January 19, 2006
Bentley's Maine Man

By Ken McMillan

 Atlantic Hockey Notebook

Ray Jean

National TV Schedule

Ray Jean always dreamt about playing for his home state Maine Black Bears, but when he fell to the bottom of a three-goalie depth chart in Orono it was more important just to play.

Jean made the tough choice to leave Maine following his sophomore season, and now he is happy and thriving for the Bentley Falcons.

“It feels good,’’ said Jean, 23. “It’s something I haven’t felt in about three years. It feels good to be back behind the team again."

Jean had played 13 games for Bentley, posting a 6-6-1 record and 3.08 goals-against average. The recent holiday break allowed Jean to return to basics and work on the technical aspects of his game. The result has been five strong starts in January with a 3-2 record, 2.00 GAA and .942 save percentage.

“I think I am playing pretty well right now,’’ Jean said. “There are things I could do better. I feel better about my game than when I started the year."

Jean’s first game in nearly a year-and-a-half was against Air Force in the Q-Cup tournament hosted by Quinnipiac.

“I think it’s the first time in my hockey career that I’ve ever been nervous," he said. “The guys did a great job of keeping the shots to the outside. It was a pretty easy game to step back into."

There wasn’t much smooth sailing after the opener. Robert Morris tallied four power play goals against Jean in a 5-2 win over Bentley on Oct. 22. Jean followed that with an 8-1 clunker against Union on Oct. 28.

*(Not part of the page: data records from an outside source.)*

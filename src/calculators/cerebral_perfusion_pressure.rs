//! Cerebral Perfusion Pressure, `CPP = MAP - ICP`

use serde::{Deserialize, Serialize};
use serde_json::json;
use validator::Validate;

use crate::core::{classify, round_to, Band, Calculator};
use crate::error::CalcError;
use crate::models::{ScoreMetadata, ScoreResult};

const ADEQUATE_CPP: f64 = 60.0;
const CRITICAL_CPP: f64 = 50.0;
const ELEVATED_ICP: f64 = 20.0;
const LOW_MAP: f64 = 65.0;
const HIGH_MAP: f64 = 110.0;

const MONITORING: [&str; 4] = [
    "Continuous CPP monitoring preferred",
    "Monitor neurological examinations",
    "Assess cerebral autoregulation if possible",
    "Consider individual patient factors (age, comorbidities)",
];

const PERFUSION: [Band; 6] = [
    Band::new(f64::NEG_INFINITY, "Critical", "Critically low cerebral perfusion"),
    Band::new(30.0, "Severely Low", "High risk of cerebral ischemia"),
    Band::new(50.0, "Low", "Below optimal range"),
    Band::new(60.0, "Optimal", "Target range for cerebral perfusion"),
    Band::new(80.0, "Adequate", "Adequate cerebral perfusion"),
    Band::new(100.0, "High", "Elevated cerebral perfusion pressure"),
];

#[derive(Debug, Clone, Serialize, Deserialize, Validate)]
pub struct CerebralPerfusionPressureRequest {
    /// mmHg
    #[validate(range(min = 30.0, max = 200.0))]
    pub mean_arterial_pressure: f64,
    /// mmHg
    #[validate(range(min = 0.0, max = 80.0))]
    pub intracranial_pressure: f64,
}

pub struct CerebralPerfusionPressure;

fn primary_interventions(stage: &str) -> &'static [&'static str] {
    match stage {
        "Critical" => &[
            "Immediate aggressive intervention required",
            "Consider emergency vasopressor support",
            "Urgent ICP reduction measures (osmotic therapy, positioning)",
            "Emergency neurosurgical consultation",
            "Consider decompressive craniectomy if indicated",
        ],
        "Severely Low" => &[
            "Urgent optimization of cerebral perfusion",
            "Consider vasopressor support if MAP low",
            "ICP-lowering interventions as appropriate",
            "Close neurological monitoring",
        ],
        "Low" => &[
            "Consider interventions to improve CPP",
            "Monitor neurological status closely",
            "Optimize MAP and ICP management",
        ],
        "Optimal" => &[
            "Maintain current management",
            "Continue monitoring CPP trends",
            "Optimize other neurological parameters",
        ],
        _ => &[
            "Monitor for complications of elevated pressures",
            "Balance perfusion needs with pressure management",
            "Consider gradual optimization if excessive",
        ],
    }
}

/// Findings on the individual MAP and ICP readings
fn component_considerations(map: f64, icp: f64) -> Vec<&'static str> {
    let mut considerations = Vec::new();
    if icp > ELEVATED_ICP {
        considerations.push("Elevated ICP (>20 mmHg) - consider ICP-lowering interventions");
    }
    if map < LOW_MAP {
        considerations.push("Low MAP (<65 mmHg) - consider vasopressor support");
    }
    if map > HIGH_MAP {
        considerations.push("High MAP (>110 mmHg) - monitor for complications");
    }
    considerations
}

impl Calculator for CerebralPerfusionPressure {
    const ID: &'static str = "cerebral_perfusion_pressure";
    type Params = CerebralPerfusionPressureRequest;

    fn metadata() -> ScoreMetadata {
        ScoreMetadata {
            title: "Cerebral Perfusion Pressure (CPP)",
            description: "Net pressure gradient driving cerebral blood flow",
            category: "neurology",
            version: None,
            references: &[
                "Brain Trauma Foundation. Guidelines for the Management of Severe Traumatic Brain Injury, 4th Edition. Neurosurgery. 2017;80(1):6-15.",
            ],
        }
    }

    fn example() -> CerebralPerfusionPressureRequest {
        CerebralPerfusionPressureRequest { mean_arterial_pressure: 85.0, intracranial_pressure: 15.0 }
    }

    fn calculate(params: &CerebralPerfusionPressureRequest) -> Result<ScoreResult, CalcError> {
        if params.intracranial_pressure >= params.mean_arterial_pressure {
            return Err(CalcError::validation("ICP cannot be greater than or equal to MAP"));
        }

        let cpp = round_to(params.mean_arterial_pressure - params.intracranial_pressure, 1);
        let band = classify(cpp, &PERFUSION)?;

        let action = match band.stage {
            "Critical" => "Immediate intervention to raise MAP and lower ICP is required; consider emergency neurosurgical consultation.",
            "Severely Low" => "Urgent optimisation of perfusion with vasopressors and ICP-lowering measures is needed.",
            "Low" => "Ischemia is possible when autoregulation is impaired; consider measures to improve perfusion.",
            "Optimal" => "Maintain current management and continue monitoring.",
            "Adequate" => "Perfusion is adequate; watch for complications of elevated pressure.",
            _ => "Balance perfusion needs against the risk of cerebral edema from high pressures.",
        };

        Ok(ScoreResult::new(
            cpp,
            "mmHg",
            format!("CPP {:.1} mmHg: {}. {}", cpp, band.description, action),
            band.stage,
            band.description,
        )
        .with("is_adequate", json!(cpp >= ADEQUATE_CPP))
        .with("is_critical", json!(cpp < CRITICAL_CPP))
        .with(
            "recommendations",
            json!({
                "primary_interventions": primary_interventions(band.stage),
                "monitoring": MONITORING,
                "considerations": component_considerations(
                    params.mean_arterial_pressure,
                    params.intracranial_pressure,
                ),
            }),
        ))
    }
}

“The Union one was pretty tough," Jean said. “I was frustrated for a couple weeks. I sat down and talked with coach (Ryan Soderquist). He told me how he could see I was frustrated and how it was rubbing off on the team."

That was an eye-opening revelation for Jean.

“He told me how the team looks at me and what they expect from me," Jean said.

Attention is always focused on the goaltender, but perhaps more so when you are a transfer from a highly successful program, Jean said.

“I think there is more pressure," Jean said. “I think some of the guys look at me differently because I came from (Maine), especially when I first came in. Now I don’t think they notice any more ... they know I am part of the team."

Being part of the Black Bears program is all Jean wanted growing up outside of Augusta. Recruited out of prep school, Jean was brought in at the same time as Frank Doyle and Jim Howard. Before long, Doyle and Howard assumed most of the ice time. Jean made three relief appearances and played just 27 minutes.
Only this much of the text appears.